[Dataset content]
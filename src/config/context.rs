//! Symbols exposed to `@if`/`@ifdef`/`@echo` directives.

use std::collections::BTreeMap;

use super::BuildOptions;

/// Symbol table for the directive preprocessor.
///
/// A symbol mapped to `None` is undefined: `@ifdef` blocks guarded by it
/// are removed.
#[derive(Debug, Clone, Default, PartialEq, Eq)]
pub struct PreprocessContext {
    symbols: BTreeMap<String, Option<String>>,
}

impl PreprocessContext {
    pub fn new() -> Self {
        Self::default()
    }

    /// Build the standard `NODE_ENV` / `DEBUG` / `ANGULAR_DEBUG` table.
    ///
    /// Debug symbols flip with the environment: they are on in development
    /// unless the flag is given, and off in production unless it is.
    pub fn from_options(options: &BuildOptions) -> Self {
        let mut ctx = Self::new();
        ctx.set("NODE_ENV", Some(options.environment.as_str()));
        ctx.set("DEBUG", debug_symbol(options.debug, options.production));
        ctx.set(
            "ANGULAR_DEBUG",
            debug_symbol(options.angular_debug, options.production),
        );
        ctx
    }

    pub fn set(&mut self, name: &str, value: Option<&str>) {
        self.symbols
            .insert(name.to_string(), value.map(str::to_string));
    }

    /// Value of a defined symbol.
    pub fn get(&self, name: &str) -> Option<&str> {
        self.symbols.get(name).and_then(|v| v.as_deref())
    }

    pub fn is_defined(&self, name: &str) -> bool {
        self.get(name).is_some()
    }
}

#[inline]
fn debug_symbol(flag: bool, production: bool) -> Option<&'static str> {
    (flag == production).then_some("true")
}

#[cfg(test)]
mod tests {
    use super::*;
    use crate::config::RawFlags;

    fn ctx(production: bool, debug: bool) -> PreprocessContext {
        BuildOptions::from_flags(&RawFlags {
            production: Some(production),
            debug: Some(debug),
            ..RawFlags::default()
        })
        .preprocess_context()
    }

    #[test]
    fn test_node_env() {
        assert_eq!(ctx(true, false).get("NODE_ENV"), Some("production"));
        assert_eq!(ctx(false, false).get("NODE_ENV"), Some("development"));
    }

    #[test]
    fn test_debug_xor_rule() {
        assert!(ctx(true, true).is_defined("DEBUG"));
        assert!(!ctx(true, false).is_defined("DEBUG"));
        assert!(ctx(false, false).is_defined("DEBUG"));
        assert!(!ctx(false, true).is_defined("DEBUG"));
    }

    #[test]
    fn test_angular_debug_follows_own_flag() {
        let opts = BuildOptions::from_flags(&RawFlags {
            production: Some(true),
            angular_debug: Some(true),
            ..RawFlags::default()
        });
        let ctx = opts.preprocess_context();
        assert!(ctx.is_defined("ANGULAR_DEBUG"));
        assert!(!ctx.is_defined("DEBUG"));
    }

    #[test]
    fn test_unknown_symbol_undefined() {
        assert_eq!(PreprocessContext::new().get("MISSING"), None);
    }
}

[What to work on]
If a line above contains the word "None", list it.

[Expected answer]
/// A symbol mapped to `None` is undefined: `@ifdef` blocks guarded by it
        assert_eq!(PreprocessContext::new().get("MISSING"), None);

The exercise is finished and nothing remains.